**Instructions to follow:**
Only one stretch of the data is wanted: the line containing "of the record.", the line containing "Slot access for", and every line between them, copied exactly.

::: Information :::

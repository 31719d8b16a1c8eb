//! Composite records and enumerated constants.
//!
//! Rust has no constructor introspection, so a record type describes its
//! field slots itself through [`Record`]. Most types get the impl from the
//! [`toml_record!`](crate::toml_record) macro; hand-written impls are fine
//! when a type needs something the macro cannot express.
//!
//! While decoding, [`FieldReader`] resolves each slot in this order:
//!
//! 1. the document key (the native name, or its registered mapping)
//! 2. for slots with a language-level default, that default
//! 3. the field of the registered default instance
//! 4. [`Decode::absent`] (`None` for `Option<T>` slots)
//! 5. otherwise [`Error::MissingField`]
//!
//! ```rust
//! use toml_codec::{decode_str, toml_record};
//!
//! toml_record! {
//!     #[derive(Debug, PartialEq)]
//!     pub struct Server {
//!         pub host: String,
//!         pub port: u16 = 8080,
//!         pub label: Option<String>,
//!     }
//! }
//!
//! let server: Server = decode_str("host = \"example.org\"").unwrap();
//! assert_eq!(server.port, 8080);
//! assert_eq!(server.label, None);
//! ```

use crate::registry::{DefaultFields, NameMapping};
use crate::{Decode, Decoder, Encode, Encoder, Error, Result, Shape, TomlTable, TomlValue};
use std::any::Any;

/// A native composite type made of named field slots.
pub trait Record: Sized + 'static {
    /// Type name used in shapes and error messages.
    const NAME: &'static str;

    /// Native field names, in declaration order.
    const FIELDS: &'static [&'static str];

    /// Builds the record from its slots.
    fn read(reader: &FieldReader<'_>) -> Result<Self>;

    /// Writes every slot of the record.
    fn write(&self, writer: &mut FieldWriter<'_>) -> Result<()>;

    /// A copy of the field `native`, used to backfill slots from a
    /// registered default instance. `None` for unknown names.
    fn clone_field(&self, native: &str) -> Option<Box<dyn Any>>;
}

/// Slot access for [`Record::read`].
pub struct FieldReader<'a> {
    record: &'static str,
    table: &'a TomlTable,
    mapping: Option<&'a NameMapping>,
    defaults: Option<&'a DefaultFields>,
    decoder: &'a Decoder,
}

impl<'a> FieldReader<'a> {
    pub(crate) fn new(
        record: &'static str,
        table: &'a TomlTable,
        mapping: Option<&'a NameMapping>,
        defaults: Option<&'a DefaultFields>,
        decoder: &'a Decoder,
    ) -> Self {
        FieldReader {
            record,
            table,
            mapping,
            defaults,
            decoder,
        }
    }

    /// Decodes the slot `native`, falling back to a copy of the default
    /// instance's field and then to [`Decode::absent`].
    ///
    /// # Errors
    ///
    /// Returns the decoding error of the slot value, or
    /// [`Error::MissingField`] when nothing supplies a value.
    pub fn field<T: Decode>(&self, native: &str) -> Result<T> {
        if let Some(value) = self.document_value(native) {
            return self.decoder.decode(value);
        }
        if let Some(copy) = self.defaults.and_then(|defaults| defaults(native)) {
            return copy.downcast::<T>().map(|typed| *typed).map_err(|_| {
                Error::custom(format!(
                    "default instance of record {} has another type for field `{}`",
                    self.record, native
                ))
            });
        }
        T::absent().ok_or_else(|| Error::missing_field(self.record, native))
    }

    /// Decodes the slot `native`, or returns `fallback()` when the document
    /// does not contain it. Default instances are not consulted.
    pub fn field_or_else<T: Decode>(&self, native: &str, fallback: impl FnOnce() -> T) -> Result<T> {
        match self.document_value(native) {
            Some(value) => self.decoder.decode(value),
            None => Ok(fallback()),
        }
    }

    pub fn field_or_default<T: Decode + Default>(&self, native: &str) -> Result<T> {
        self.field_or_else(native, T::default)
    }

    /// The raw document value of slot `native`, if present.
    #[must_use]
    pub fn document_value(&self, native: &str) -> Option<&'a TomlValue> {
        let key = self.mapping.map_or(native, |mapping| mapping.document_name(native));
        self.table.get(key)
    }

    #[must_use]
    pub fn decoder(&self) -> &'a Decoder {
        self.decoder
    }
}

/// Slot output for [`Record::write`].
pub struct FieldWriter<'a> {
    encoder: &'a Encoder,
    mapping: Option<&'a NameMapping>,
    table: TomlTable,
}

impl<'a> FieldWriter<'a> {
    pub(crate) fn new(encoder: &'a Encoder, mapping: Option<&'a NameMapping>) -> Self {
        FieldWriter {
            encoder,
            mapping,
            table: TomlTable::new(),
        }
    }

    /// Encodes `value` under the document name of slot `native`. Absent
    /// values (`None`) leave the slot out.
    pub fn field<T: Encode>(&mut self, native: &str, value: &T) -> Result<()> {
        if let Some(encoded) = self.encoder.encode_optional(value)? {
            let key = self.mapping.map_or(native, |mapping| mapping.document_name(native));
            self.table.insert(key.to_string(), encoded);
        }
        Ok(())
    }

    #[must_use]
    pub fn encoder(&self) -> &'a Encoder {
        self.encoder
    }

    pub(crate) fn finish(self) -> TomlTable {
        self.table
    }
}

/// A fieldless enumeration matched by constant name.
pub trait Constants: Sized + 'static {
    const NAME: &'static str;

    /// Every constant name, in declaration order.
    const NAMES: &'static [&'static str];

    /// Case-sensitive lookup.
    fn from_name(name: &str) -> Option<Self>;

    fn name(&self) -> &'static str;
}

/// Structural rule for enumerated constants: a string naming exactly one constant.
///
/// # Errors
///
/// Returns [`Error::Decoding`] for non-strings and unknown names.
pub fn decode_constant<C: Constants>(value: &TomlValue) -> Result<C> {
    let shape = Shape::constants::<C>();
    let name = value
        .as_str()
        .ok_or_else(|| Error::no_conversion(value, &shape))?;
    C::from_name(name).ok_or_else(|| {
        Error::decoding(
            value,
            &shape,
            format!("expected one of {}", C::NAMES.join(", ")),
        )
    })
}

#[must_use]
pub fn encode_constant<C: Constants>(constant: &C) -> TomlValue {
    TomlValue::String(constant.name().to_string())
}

:::
::: Information :::

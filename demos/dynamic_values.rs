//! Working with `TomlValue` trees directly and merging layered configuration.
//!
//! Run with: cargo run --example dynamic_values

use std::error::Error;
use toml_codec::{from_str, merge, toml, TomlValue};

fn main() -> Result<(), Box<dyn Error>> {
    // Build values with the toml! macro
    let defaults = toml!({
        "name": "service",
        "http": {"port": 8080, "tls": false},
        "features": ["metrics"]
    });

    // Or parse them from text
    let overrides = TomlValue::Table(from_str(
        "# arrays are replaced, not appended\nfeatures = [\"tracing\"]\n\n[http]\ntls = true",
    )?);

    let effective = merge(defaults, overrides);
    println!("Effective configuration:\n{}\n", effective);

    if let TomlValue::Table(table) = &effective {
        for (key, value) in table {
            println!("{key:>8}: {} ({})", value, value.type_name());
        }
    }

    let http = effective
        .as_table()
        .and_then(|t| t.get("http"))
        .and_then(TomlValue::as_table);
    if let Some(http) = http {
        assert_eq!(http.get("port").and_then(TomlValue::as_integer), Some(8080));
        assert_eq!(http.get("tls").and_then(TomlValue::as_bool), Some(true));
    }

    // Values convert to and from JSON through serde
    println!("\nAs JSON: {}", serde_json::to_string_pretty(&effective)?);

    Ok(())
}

:::
::: Information :::

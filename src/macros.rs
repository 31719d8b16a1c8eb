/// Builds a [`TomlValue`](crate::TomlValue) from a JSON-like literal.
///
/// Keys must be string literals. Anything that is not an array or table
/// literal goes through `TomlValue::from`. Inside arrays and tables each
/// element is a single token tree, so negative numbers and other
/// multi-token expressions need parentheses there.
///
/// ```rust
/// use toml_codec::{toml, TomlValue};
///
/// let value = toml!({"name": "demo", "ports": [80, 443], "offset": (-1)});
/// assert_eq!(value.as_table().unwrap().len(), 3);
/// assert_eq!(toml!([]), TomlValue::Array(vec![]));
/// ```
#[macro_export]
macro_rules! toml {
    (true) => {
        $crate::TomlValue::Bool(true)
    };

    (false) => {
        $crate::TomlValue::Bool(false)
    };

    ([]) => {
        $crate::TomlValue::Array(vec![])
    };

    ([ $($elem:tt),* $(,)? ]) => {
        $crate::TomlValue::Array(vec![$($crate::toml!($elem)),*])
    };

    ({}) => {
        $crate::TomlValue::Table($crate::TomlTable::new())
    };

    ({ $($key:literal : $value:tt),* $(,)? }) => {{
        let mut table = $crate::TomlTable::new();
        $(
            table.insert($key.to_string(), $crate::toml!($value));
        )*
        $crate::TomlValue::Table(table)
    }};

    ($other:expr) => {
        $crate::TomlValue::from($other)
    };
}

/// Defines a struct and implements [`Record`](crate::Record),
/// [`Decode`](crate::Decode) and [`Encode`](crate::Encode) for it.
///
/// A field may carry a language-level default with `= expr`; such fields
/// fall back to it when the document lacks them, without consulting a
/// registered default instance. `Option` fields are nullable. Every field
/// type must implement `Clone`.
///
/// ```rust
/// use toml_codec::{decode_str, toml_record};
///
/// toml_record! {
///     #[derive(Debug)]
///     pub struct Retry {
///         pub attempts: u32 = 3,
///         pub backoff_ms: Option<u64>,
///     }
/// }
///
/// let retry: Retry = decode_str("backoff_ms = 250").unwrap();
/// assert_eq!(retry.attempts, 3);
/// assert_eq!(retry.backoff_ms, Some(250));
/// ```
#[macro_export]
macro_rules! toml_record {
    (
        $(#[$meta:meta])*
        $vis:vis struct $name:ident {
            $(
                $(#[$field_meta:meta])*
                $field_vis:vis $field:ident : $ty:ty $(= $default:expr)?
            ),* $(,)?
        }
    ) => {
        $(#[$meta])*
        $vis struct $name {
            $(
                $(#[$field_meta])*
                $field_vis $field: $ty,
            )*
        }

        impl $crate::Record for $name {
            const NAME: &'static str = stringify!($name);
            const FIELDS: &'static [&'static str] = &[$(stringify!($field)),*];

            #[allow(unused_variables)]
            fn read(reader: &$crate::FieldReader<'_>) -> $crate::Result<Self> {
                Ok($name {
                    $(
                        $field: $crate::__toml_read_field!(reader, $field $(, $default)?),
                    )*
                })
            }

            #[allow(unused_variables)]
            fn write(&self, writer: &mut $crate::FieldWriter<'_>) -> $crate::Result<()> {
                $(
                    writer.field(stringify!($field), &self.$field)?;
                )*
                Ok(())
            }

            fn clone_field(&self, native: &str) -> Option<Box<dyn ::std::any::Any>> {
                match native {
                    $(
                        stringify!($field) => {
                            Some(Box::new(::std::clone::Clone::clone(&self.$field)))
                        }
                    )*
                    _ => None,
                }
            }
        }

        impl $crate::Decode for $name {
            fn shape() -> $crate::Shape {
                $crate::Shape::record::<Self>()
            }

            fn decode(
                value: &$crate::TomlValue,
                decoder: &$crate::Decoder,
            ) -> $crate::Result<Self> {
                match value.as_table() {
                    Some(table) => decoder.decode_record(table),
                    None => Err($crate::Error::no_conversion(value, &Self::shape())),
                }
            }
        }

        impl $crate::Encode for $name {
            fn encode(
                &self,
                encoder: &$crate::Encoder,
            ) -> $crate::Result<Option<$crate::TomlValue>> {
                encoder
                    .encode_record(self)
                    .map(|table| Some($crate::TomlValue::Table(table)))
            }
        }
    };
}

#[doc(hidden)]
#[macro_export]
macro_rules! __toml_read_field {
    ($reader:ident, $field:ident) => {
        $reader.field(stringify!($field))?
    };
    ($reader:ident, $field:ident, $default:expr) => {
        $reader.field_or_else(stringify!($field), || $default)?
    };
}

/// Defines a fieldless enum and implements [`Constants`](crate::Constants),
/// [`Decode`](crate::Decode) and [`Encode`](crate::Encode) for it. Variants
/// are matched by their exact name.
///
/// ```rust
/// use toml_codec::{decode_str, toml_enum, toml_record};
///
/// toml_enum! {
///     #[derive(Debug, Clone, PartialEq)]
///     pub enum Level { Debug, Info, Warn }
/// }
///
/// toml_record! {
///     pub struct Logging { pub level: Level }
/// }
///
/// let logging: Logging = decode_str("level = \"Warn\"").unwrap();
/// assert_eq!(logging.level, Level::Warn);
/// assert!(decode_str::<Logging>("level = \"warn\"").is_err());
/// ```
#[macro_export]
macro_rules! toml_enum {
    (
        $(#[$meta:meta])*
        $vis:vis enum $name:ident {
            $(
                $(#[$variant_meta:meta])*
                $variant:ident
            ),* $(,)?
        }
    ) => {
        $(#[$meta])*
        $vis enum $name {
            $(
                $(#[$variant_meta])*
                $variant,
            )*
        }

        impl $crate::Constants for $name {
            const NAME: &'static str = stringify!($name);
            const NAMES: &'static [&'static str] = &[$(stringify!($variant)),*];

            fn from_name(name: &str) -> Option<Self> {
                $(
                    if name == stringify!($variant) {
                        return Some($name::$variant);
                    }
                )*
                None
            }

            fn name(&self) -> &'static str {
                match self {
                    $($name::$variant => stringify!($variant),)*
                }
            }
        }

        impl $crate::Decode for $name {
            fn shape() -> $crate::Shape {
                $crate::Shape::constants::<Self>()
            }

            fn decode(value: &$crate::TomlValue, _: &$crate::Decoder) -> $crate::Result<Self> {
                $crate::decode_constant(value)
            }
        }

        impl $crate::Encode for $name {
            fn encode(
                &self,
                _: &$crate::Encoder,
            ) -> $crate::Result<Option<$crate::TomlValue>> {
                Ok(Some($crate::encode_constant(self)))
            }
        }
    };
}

:::

**Result of the task:**
    /// Writes every slot of the record.
    fn write(&self, writer: &mut FieldWriter<'_>) -> Result<()>;

    /// A copy of the field `native`, used to backfill slots from a
    /// registered default instance. `None` for unknown names.
    fn clone_field(&self, native: &str) -> Option<Box<dyn Any>>;
}

/// Slot access for [`Record::read`].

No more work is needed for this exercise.